When you reach the records, transcribe each one exactly.

═════ Available data

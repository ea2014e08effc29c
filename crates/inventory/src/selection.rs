//! Which bin the operator is looking at, and whether a transfer is being set up.

use stockquest_core::{BinId, DomainError, DomainResult};

#[derive(Debug, Clone, Default, PartialEq, Eq)]
pub enum Selection {
    #[default]
    None,
    Viewing(BinId),
    Transferring {
        source: BinId,
        target: Option<BinId>,
    },
}

impl Selection {
    /// View `bin`. Abandons any transfer in progress.
    pub fn select_bin(&mut self, bin: BinId) {
        *self = Selection::Viewing(bin);
    }

    /// Start a transfer out of `source`.
    pub fn begin_transfer(&mut self, source: BinId) {
        *self = Selection::Transferring { source, target: None };
    }

    /// Start a transfer out of the bin currently being viewed.
    pub fn transfer_from_viewed(&mut self) -> DomainResult<()> {
        match std::mem::take(self) {
            Selection::Viewing(bin) => {
                self.begin_transfer(bin);
                Ok(())
            }
            other => {
                *self = other;
                Err(DomainError::validation("no bin is being viewed"))
            }
        }
    }

    pub fn choose_target(&mut self, bin: BinId) -> DomainResult<()> {
        match self {
            Selection::Transferring { source, target } => {
                if *source == bin {
                    return Err(DomainError::validation(format!(
                        "bin {bin} cannot be both source and target"
                    )));
                }
                *target = Some(bin);
                Ok(())
            }
            _ => Err(DomainError::validation("no transfer in progress")),
        }
    }

    /// Step back: a transfer returns to viewing its source, viewing clears.
    pub fn cancel(&mut self) {
        *self = match std::mem::take(self) {
            Selection::Transferring { source, .. } => Selection::Viewing(source),
            Selection::Viewing(_) | Selection::None => Selection::None,
        };
    }

    /// Bin whose contents should be displayed: the transfer source while
    /// transferring, otherwise the viewed bin.
    pub fn display_bin(&self) -> Option<&BinId> {
        match self {
            Selection::None => None,
            Selection::Viewing(bin) => Some(bin),
            Selection::Transferring { source, .. } => Some(source),
        }
    }

    /// Source and target once both are chosen.
    pub fn transfer_pair(&self) -> Option<(&BinId, &BinId)> {
        match self {
            Selection::Transferring {
                source,
                target: Some(target),
            } => Some((source, target)),
            _ => None,
        }
    }
}

#[cfg(test)]
mod tests {
    use super::*;

    fn bin(id: &str) -> BinId {
        BinId::new(id)
    }

    #[test]
    fn display_bin_follows_mode() {
        let mut selection = Selection::default();
        assert_eq!(selection.display_bin(), None);

        selection.select_bin(bin("A-01"));
        assert_eq!(selection.display_bin(), Some(&bin("A-01")));

        selection.transfer_from_viewed().unwrap();
        selection.choose_target(bin("B-02")).unwrap();
        assert_eq!(selection.display_bin(), Some(&bin("A-01")));
        assert_eq!(selection.transfer_pair(), Some((&bin("A-01"), &bin("B-02"))));
    }

    #[test]
    fn target_must_differ_and_requires_transfer_mode() {
        let mut selection = Selection::Viewing(bin("A-01"));
        assert!(selection.choose_target(bin("B-02")).is_err());

        selection.begin_transfer(bin("A-01"));
        assert!(selection.choose_target(bin("A-01")).is_err());
        assert_eq!(selection.transfer_pair(), None);
    }

    #[test]
    fn transfer_from_viewed_requires_a_viewed_bin() {
        let mut selection = Selection::None;
        assert!(selection.transfer_from_viewed().is_err());
        assert_eq!(selection, Selection::None);
    }

    #[test]
    fn cancel_steps_back() {
        let mut selection = Selection::Transferring {
            source: bin("A-01"),
            target: Some(bin("B-02")),
        };
        selection.cancel();
        assert_eq!(selection, Selection::Viewing(bin("A-01")));
        selection.cancel();
        assert_eq!(selection, Selection::None);
    }
}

══════════

*Response*
repository ea2014e08effc29c
filename crates/inventory/src/selection.rs
//! Which bin the operator is looking at, and whether a transfer is being set up.

use stockquest_core::{BinId, DomainError, DomainResult};

#[derive(Debug, Clone, Default, PartialEq, Eq)]
pub enum Selection {
    #[default]
    None,
    Viewing(BinId),
    Transferring {
        source: BinId,
        target: Option<BinId>,
    },
}

impl Selection {
    /// View `bin`. Abandons any transfer in progress.
    pub fn select_bin(&mut self, bin: BinId) {
        *self = Selection::Viewing(bin);
    }

    /// Start a transfer out of `source`.
    pub fn begin_transfer(&mut self, source: BinId) {
        *self = Selection::Transferring { source, target: None };
    }

    /// Start a transfer out of the bin currently being viewed.
    pub fn transfer_from_viewed(&mut self) -> DomainResult<()> {
        match std::mem::take(self) {
            Selection::Viewing(bin) => {
                self.begin_transfer(bin);
                Ok(())
            }
            other => {
                *self = other;
                Err(DomainError::validation("no bin is being viewed"))
            }
        }
    }

    pub fn choose_target(&mut self, bin: BinId) -> DomainResult<()> {
        match self {
            Selection::Transferring { source, target } => {
                if *source == bin {
                    return Err(DomainError::validation(format!(
                        "bin {bin} cannot be both source and target"
                    )));
                }
                *target = Some(bin);
                Ok(())
            }
            _ => Err(DomainError::validation("no transfer in progress")),
        }
    }

    /// Step back: a transfer returns to viewing its source, viewing clears.
    pub fn cancel(&mut self) {
        *self = match std::mem::take(self) {
            Selection::Transferring { source, .. } => Selection::Viewing(source),
            Selection::Viewing(_) | Selection::None => Selection::None,
        };
    }

    /// Bin whose contents should be displayed: the transfer source while
    /// transferring, otherwise the viewed bin.
    pub fn display_bin(&self) -> Option<&BinId> {
        match self {
            Selection::None => None,
            Selection::Viewing(bin) => Some(bin),
            Selection::Transferring { source, .. } => Some(source),
        }
    }

    /// Source and target once both are chosen.
    pub fn transfer_pair(&self) -> Option<(&BinId, &BinId)> {
        match self {
            Selection::Transferring {
                source,
                target: Some(target),
            } => Some((source, target)),
            _ => None,
        }
    }
}

#[cfg(test)]
mod tests {
    use super::*;

    fn bin(id: &str) -> BinId {
        BinId::new(id)
    }

    #[test]
    fn display_bin_follows_mode() {
        let mut selection = Selection::default();
        assert_eq!(selection.display_bin(), None);

        selection.select_bin(bin("A-01"));
        assert_eq!(selection.display_bin(), Some(&bin("A-01")));

        selection.transfer_from_viewed().unwrap();
        selection.choose_target(bin("B-02")).unwrap();
        assert_eq!(selection.display_bin(), Some(&bin("A-01")));
        assert_eq!(selection.transfer_pair(), Some((&bin("A-01"), &bin("B-02"))));
    }

    #[test]
    fn target_must_differ_and_requires_transfer_mode() {
        let mut selection = Selection::Viewing(bin("A-01"));
        assert!(selection.choose_target(bin("B-02")).is_err());

        selection.begin_transfer(bin("A-01"));
        assert!(selection.choose_target(bin("A-01")).is_err());
        assert_eq!(selection.transfer_pair(), None);
    }

    #[test]
    fn transfer_from_viewed_requires_a_viewed_bin() {
        let mut selection = Selection::None;
        assert!(selection.transfer_from_viewed().is_err());
        assert_eq!(selection, Selection::None);
    }

    #[test]
    fn cancel_steps_back() {
        let mut selection = Selection::Transferring {
            source: bin("A-01"),
            target: Some(bin("B-02")),
        };
        selection.cancel();
        assert_eq!(selection, Selection::Viewing(bin("A-01")));
        selection.cancel();
        assert_eq!(selection, Selection::None);
    }
}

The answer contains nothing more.